Usability, Customer Experience & Statistics

Best Practices for Using Statistics on Small Sample Sizes

Jeff Sauro • August 13, 2013

Some people think that if you have a small sample size you can't use statistics.

Put simply, this is wrong, but it's a common misconception.
There are appropriate statistical methods to deal with small sample sizes.

Although one researcher's "small" is another's large, when I refer to small sample sizes I mean studies that have typically between 5 and 30 users total—a size very common in usability studies.

But user research isn't the only field that deals with small sample sizes. Studies involving fMRIs, which cost a lot to operate, have limited sample sizes as well[pdf] as do studies using laboratory animals.

While there are equations that allow us to properly handle small "n" studies, it's important to know that there are limitations to these smaller sample studies: you are limited to seeing big differences or big "effects."

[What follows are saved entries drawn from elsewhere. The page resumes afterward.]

//! Per-run duplicate detection and cursor computation
//!
//! The engine is pure: it never touches the network or the database. The
//! pipeline feeds it each source's fetched items in source order and persists
//! the resulting cursor updates once delivery is done.

use chrono::{DateTime, Utc};
use uuid::Uuid;

use crate::feed::{FeedItem, Publication, Source};

/// New cursor position computed for one source
#[derive(Debug, Clone, Copy, PartialEq, Eq)]
pub struct CursorUpdate {
    pub source_id: Uuid,
    pub cursor: DateTime<Utc>,
}

/// Counters for one source's contribution to a run
#[derive(Debug, Clone, Copy, Default, PartialEq, Eq)]
pub struct SourceIngest {
    pub fresh: usize,
    pub duplicates: usize,
}

/// Everything a run produced before routing
#[derive(Debug, Default)]
pub struct IngestOutcome {
    /// Ascending by `published_at`
    pub publications: Vec<Publication>,
    pub cursor_updates: Vec<CursorUpdate>,
}

/// Accumulates publications across the sources of a single run
#[derive(Debug, Default)]
pub struct DedupBuffer {
    publications: Vec<Publication>,
    cursor_updates: Vec<CursorUpdate>,
}

impl DedupBuffer {
    pub fn new() -> Self {
        Self::default()
    }

    /// Merge one source's items into the run.
    ///
    /// Only items strictly newer than the source's cursor are considered. The
    /// source's cursor moves to its latest such item even when every one of
    /// them turned out to be a duplicate of another source's publication.
    pub fn ingest(&mut self, source: &Source, items: Vec<FeedItem>) -> SourceIngest {
        let mut fresh: Vec<FeedItem> = items
            .into_iter()
            .filter(|item| item.published_at > source.cursor)
            .collect();
        fresh.sort_by_key(|item| item.published_at);

        let mut stats = SourceIngest::default();
        let Some(latest) = fresh.last().map(|item| item.published_at) else {
            return stats;
        };

        for item in fresh {
            match self.publications.iter_mut().find(|p| p.is_same_as(&item)) {
                Some(existing) => {
                    stats.duplicates += 1;
                    if existing.name != source.name
                        && !existing.duplicate_source_names.contains(&source.name)
                    {
                        existing.duplicate_source_names.push(source.name.clone());
                    }
                }
                None => {
                    stats.fresh += 1;
                    self.publications.push(Publication::from_item(source, item));
                }
            }
        }

        self.cursor_updates.push(CursorUpdate {
            source_id: source.id,
            cursor: latest,
        });

        stats
    }

    pub fn len(&self) -> usize {
        self.publications.len()
    }

    pub fn is_empty(&self) -> bool {
        self.publications.is_empty()
    }

    pub fn finish(self) -> IngestOutcome {
        let mut publications = self.publications;
        // Stable: equal timestamps keep source order
        publications.sort_by_key(|p| p.published_at);

        IngestOutcome {
            publications,
            cursor_updates: self.cursor_updates,
        }
    }
}

#[cfg(test)]
mod tests {
    use super::*;
    use std::collections::BTreeSet;

    fn ts(secs: i64) -> DateTime<Utc> {
        DateTime::<Utc>::from_timestamp(secs, 0).unwrap()
    }

    fn source(name: &str, cursor: i64) -> Source {
        Source {
            id: Uuid::new_v4(),
            url: format!("https://{}.example/rss", name.to_lowercase()),
            name: name.to_string(),
            destinations: BTreeSet::from(["chan".to_string()]),
            cursor: ts(cursor),
            last_fetched_at: None,
            fetch_error: None,
            created_at: ts(0),
        }
    }

    fn item(at: i64, title: &str) -> FeedItem {
        FeedItem {
            published_at: ts(at),
            title: title.to_string(),
            link: format!("https://example.com/{}", title.replace(' ', "-")),
            summary: format!("About {}", title),
            author: None,
            image_url: None,
        }
    }

    #[test]
    fn test_items_are_ordered_and_cursor_reaches_latest() {
        let a = source("A", 0);
        let mut buffer = DedupBuffer::new();
        buffer.ingest(&a, vec![item(30, "third"), item(10, "first"), item(20, "second")]);

        let outcome = buffer.finish();
        let titles: Vec<_> = outcome.publications.iter().map(|p| p.title.as_str()).collect();
        assert_eq!(titles, vec!["first", "second", "third"]);
        assert_eq!(
            outcome.cursor_updates,
            vec![CursorUpdate { source_id: a.id, cursor: ts(30) }]
        );
    }

    #[test]
    fn test_items_at_or_before_cursor_are_skipped() {
        let a = source("A", 20);
        let mut buffer = DedupBuffer::new();
        let stats = buffer.ingest(&a, vec![item(10, "old"), item(20, "edge"), item(25, "new")]);

        assert_eq!(stats, SourceIngest { fresh: 1, duplicates: 0 });
        assert_eq!(buffer.finish().publications[0].title, "new");
    }

    #[test]
    fn test_same_title_across_sources_is_merged() {
        let a = source("A", 0);
        let b = source("B", 0);
        let mut buffer = DedupBuffer::new();
        buffer.ingest(&a, vec![item(10, "Shared story")]);

        let mut copy = item(12, "Shared story");
        copy.link = "https://other.example/story".to_string();
        copy.summary = "Different words".to_string();
        let stats = buffer.ingest(&b, vec![copy]);
        assert_eq!(stats.duplicates, 1);

        let outcome = buffer.finish();
        assert_eq!(outcome.publications.len(), 1);
        let publication = &outcome.publications[0];
        assert_eq!(publication.source_id, a.id);
        assert_eq!(publication.link, "https://example.com/Shared-story");
        assert_eq!(publication.duplicate_source_names, vec!["B"]);
    }

    #[test]
    fn test_duplicate_only_source_still_advances() {
        let a = source("A", 0);
        let b = source("B", 0);
        let mut buffer = DedupBuffer::new();
        buffer.ingest(&a, vec![item(10, "story")]);
        buffer.ingest(&b, vec![item(15, "story")]);

        let outcome = buffer.finish();
        assert!(outcome
            .cursor_updates
            .contains(&CursorUpdate { source_id: b.id, cursor: ts(15) }));
    }

    #[test]
    fn test_nothing_new_leaves_cursor_alone() {
        let a = source("A", 100);
        let mut buffer = DedupBuffer::new();
        let stats = buffer.ingest(&a, vec![item(50, "stale")]);

        assert_eq!(stats, SourceIngest::default());
        assert!(buffer.is_empty());
        assert!(buffer.finish().cursor_updates.is_empty());
    }

    #[test]
    fn test_publications_interleave_across_sources() {
        let a = source("A", 0);
        let b = source("B", 0);
        let mut buffer = DedupBuffer::new();
        buffer.ingest(&a, vec![item(10, "a1"), item(30, "a2")]);
        buffer.ingest(&b, vec![item(20, "b1")]);

        let outcome = buffer.finish();
        let titles: Vec<_> = outcome.publications.iter().map(|p| p.title.as_str()).collect();
        assert_eq!(titles, vec!["a1", "b1", "a2"]);
    }
}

To put it another way, statistical analysis with small samples is like making astronomical observations with binoculars. You are limited to seeing big things: planets, stars, moons and the occasional comet.  But just because you don't have access to a high-powered telescope doesn't mean you cannot conduct astronomy. Galileo, in fact, discovered Jupiter's moons with a telescope with the same power as many of today's binoculars.

Just as with statistics, just because you don't have a large sample size doesn't mean you cannot use statistics. Again, the key limitation is that you are limited to detecting large differences between designs or measures.

Fortunately, in user-experience research we are often most concerned about these big differences—differences users are likely to notice, such as changes in the navigation structure or the improvement of a search results page. 

Here are the procedures which we've tested for common, small-sample user research, and we will cover them all at the UX Boot Camp in Denver next month.


If you need to compare completion rates, task times, and rating scale data for two independent groups, there are two procedures you can use for small and large sample sizes.  The right one depends on the type of data you have: continuous or discrete-binary.

Comparing Means: If your data is generally continuous (not binary), such as task time or rating scales, use the two sample t-test. It's been shown to be accurate for small sample sizes.

Comparing Two Proportions: If your data is binary (pass/fail, yes/no), then use the N-1 Two Proportion Test. This is a variation on the better known Chi-Square test (it is algebraically equivalent to the N-1 Chi-Square test). When expected cell counts fall below one, the Fisher Exact Test tends to perform better. The online calculator handles this for you and we discuss the procedure in Chapter 5 of Quantifying the User Experience.

Confidence Intervals

When you want to know what the plausible range is for the user population from a sample of data, you'll want to generate a confidence interval. While the confidence interval width will be rather wide (usually 20 to 30 percentage points), the upper or lower boundary of the intervals can be very helpful in establishing how often something will occur in the total user population.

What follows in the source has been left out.